Orecchie per vedere // Eduardo dopo Eduardo
Dall’Aula Magna dell’Università La Sapienza, grazie al Centro Teatro Ateneo, una bella iniziativa per celebrare l’arte immortale di Eduardo: un incontro che ha unito interpreti, studiosi e studenti in un unico abbraccio.
“Li giochi so’ fernute, sì lo so, dietro le quinte la morte mi aspetta. Una sera mi verrà incontro e mi domanderà: voi siete De Filippo, è vero? Sì, signora sono io” le risponderò. E lei: “me ne dispiace, ma mo’ ce ne dobbiamo andare insieme.” È Isa Danieli a pronunciare queste parole. È la mente immaginifica, conoscente e coscienziosa, dell’anima di Eduardo De Filippo, di Enzo Moscato ad averle scritte per lo spettacolo Ta-kai.ta (Eduardo per Eduardo) il cui debutto al Napoli Teatro Festival risale al 2012 (ne abbiamo scritto a suo tempo una recensione, qui), e che ora echeggiano nell’Aula Magna dell’Università “La Sapienza” di Roma e risuonano nella mente, nel cuore e nel ricordo per provare a raccontarci una storia che noi giovani, studenti presenti in aula, possiamo solo limitarci a ricostruire, ad assorbire. Una storia piena di fascino, di amore per il teatro e di gelo.

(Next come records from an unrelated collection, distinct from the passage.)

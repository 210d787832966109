#![forbid(unsafe_code)]

//! Expansion state of one tree instance.
//!
//! A map from item id to expanded flag. Ids that were never written read as
//! collapsed. Root ids are pinned: they always read as expanded and batch
//! updates cannot collapse them.

use std::collections::{BTreeMap, BTreeSet};

use crate::data::ItemId;

/// A batch expansion update.
#[derive(Debug, Clone, PartialEq, Eq)]
pub struct ExpandAction {
    /// Ids to update.
    pub ids: Vec<ItemId>,
    /// New expanded flag for every listed id.
    pub value: bool,
}

impl ExpandAction {
    /// Build an action from any list of ids.
    #[must_use]
    pub fn new<S: Into<ItemId>>(ids: impl IntoIterator<Item = S>, value: bool) -> Self {
        Self {
            ids: ids.into_iter().map(Into::into).collect(),
            value,
        }
    }

    /// Expand the given ids.
    #[must_use]
    pub fn expand<S: Into<ItemId>>(ids: impl IntoIterator<Item = S>) -> Self {
        Self::new(ids, true)
    }

    /// Collapse the given ids.
    #[must_use]
    pub fn collapse<S: Into<ItemId>>(ids: impl IntoIterator<Item = S>) -> Self {
        Self::new(ids, false)
    }
}

/// Expanded flags keyed by item id.
#[derive(Clone, Debug, Default, PartialEq, Eq)]
#[cfg_attr(
    feature = "state-persistence",
    derive(serde::Serialize, serde::Deserialize)
)]
pub struct ExpansionState {
    entries: BTreeMap<ItemId, bool>,
    #[cfg_attr(feature = "state-persistence", serde(default))]
    pinned: BTreeSet<ItemId>,
}

impl ExpansionState {
    /// Seed a state: every root and every listed ancestor expanded.
    #[must_use]
    pub fn initialize<R, A>(root_ids: R, highlighted_ancestors: A) -> Self
    where
        R: IntoIterator,
        R::Item: Into<ItemId>,
        A: IntoIterator,
        A::Item: Into<ItemId>,
    {
        let mut state = Self::default();
        for id in root_ids {
            let id = id.into();
            state.entries.insert(id.clone(), true);
            state.pinned.insert(id);
        }
        for id in highlighted_ancestors {
            state.entries.insert(id.into(), true);
        }
        state
    }

    /// Whether the id reads as expanded.
    #[must_use]
    pub fn is_expanded(&self, id: &str) -> bool {
        self.pinned.contains(id) || self.entries.get(id).copied().unwrap_or(false)
    }

    /// The stored flag, if one was ever written.
    #[must_use]
    pub fn get(&self, id: &str) -> Option<bool> {
        if self.pinned.contains(id) {
            return Some(true);
        }
        self.entries.get(id).copied()
    }

    /// Whether the id is a pinned root.
    #[must_use]
    pub fn is_pinned(&self, id: &str) -> bool {
        self.pinned.contains(id)
    }

    /// Apply a batch. Unlisted ids keep their value; pinned ids ignore collapse.
    ///
    /// Returns the ids whose reading actually changed.
    pub fn apply(&mut self, action: &ExpandAction) -> Vec<ItemId> {
        let mut changed = Vec::new();
        for id in &action.ids {
            if !action.value && self.pinned.contains(id) {
                continue;
            }
            let before = self.is_expanded(id);
            self.entries.insert(id.clone(), action.value);
            if before != action.value {
                changed.push(id.clone());
            }
        }
        changed
    }

    /// Replace the pinned set with `root_ids` (after the dataset changed).
    ///
    /// Stored flags are kept, so a former root stays expanded until it is
    /// collapsed like any other item.
    pub fn repin<S: Into<ItemId>>(&mut self, root_ids: impl IntoIterator<Item = S>) {
        self.pinned.clear();
        for id in root_ids {
            let id = id.into();
            self.entries.insert(id.clone(), true);
            self.pinned.insert(id);
        }
    }

    /// Ids that currently read as expanded, sorted.
    #[must_use]
    pub fn expanded_ids(&self) -> Vec<&str> {
        let mut ids: BTreeSet<&str> = self.pinned.iter().map(String::as_str).collect();
        ids.extend(
            self.entries
                .iter()
                .filter(|(_, expanded)| **expanded)
                .map(|(id, _)| id.as_str()),
        );
        ids.into_iter().collect()
    }

    /// All written entries, sorted by id.
    pub fn iter(&self) -> impl Iterator<Item = (&str, bool)> {
        self.entries
            .iter()
            .map(|(id, expanded)| (id.as_str(), *expanded || self.pinned.contains(id)))
    }

    /// Number of written entries.
    #[must_use]
    pub fn len(&self) -> usize {
        self.entries.len()
    }

    /// Whether nothing was written.
    #[must_use]
    pub fn is_empty(&self) -> bool {
        self.entries.is_empty()
    }
}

Quella che si è svolta il 28 maggio, una delle tante iniziative partite in occasione del trentennale dalla morte del drammaturgo napoletano, non è stata però una serata commemorativa e non voleva di certo esserlo. È stato piuttosto un incontro con il poeta, con le sue poesie e la sua poetica e con il suo ultimo lavoro, di stampo filologico, ovvero la traduzione de La Tempesta di Shakespeare voluta da Einaudi per la collana Scrittori tradotti da Scrittori e presentata per la prima volta in quella stessa aula dal suo autore acquisito ancora in vita. Era il 29 maggio dell’84 ed Eduardo si rivolgeva agli studenti di allora, illustrando l’importanza delle parole, del loro colore. Un argomento che gli stava a cuore, esposto in una delle sue poesie più celebri. “L’autore della tempesta aveva scelto bene il colore delle parole. Io conoscevo la tavolozza napoletana” con questa affermazione Eduardo chiudeva il suo discorso in occasione della presentazione de La Tempesta, alla quale assistiamo in video. Lo scroscio di applausi che ne seguì allora si unisce al nostro in sala, in un unico forte plauso, un connubio di generazioni, un rito di passaggio.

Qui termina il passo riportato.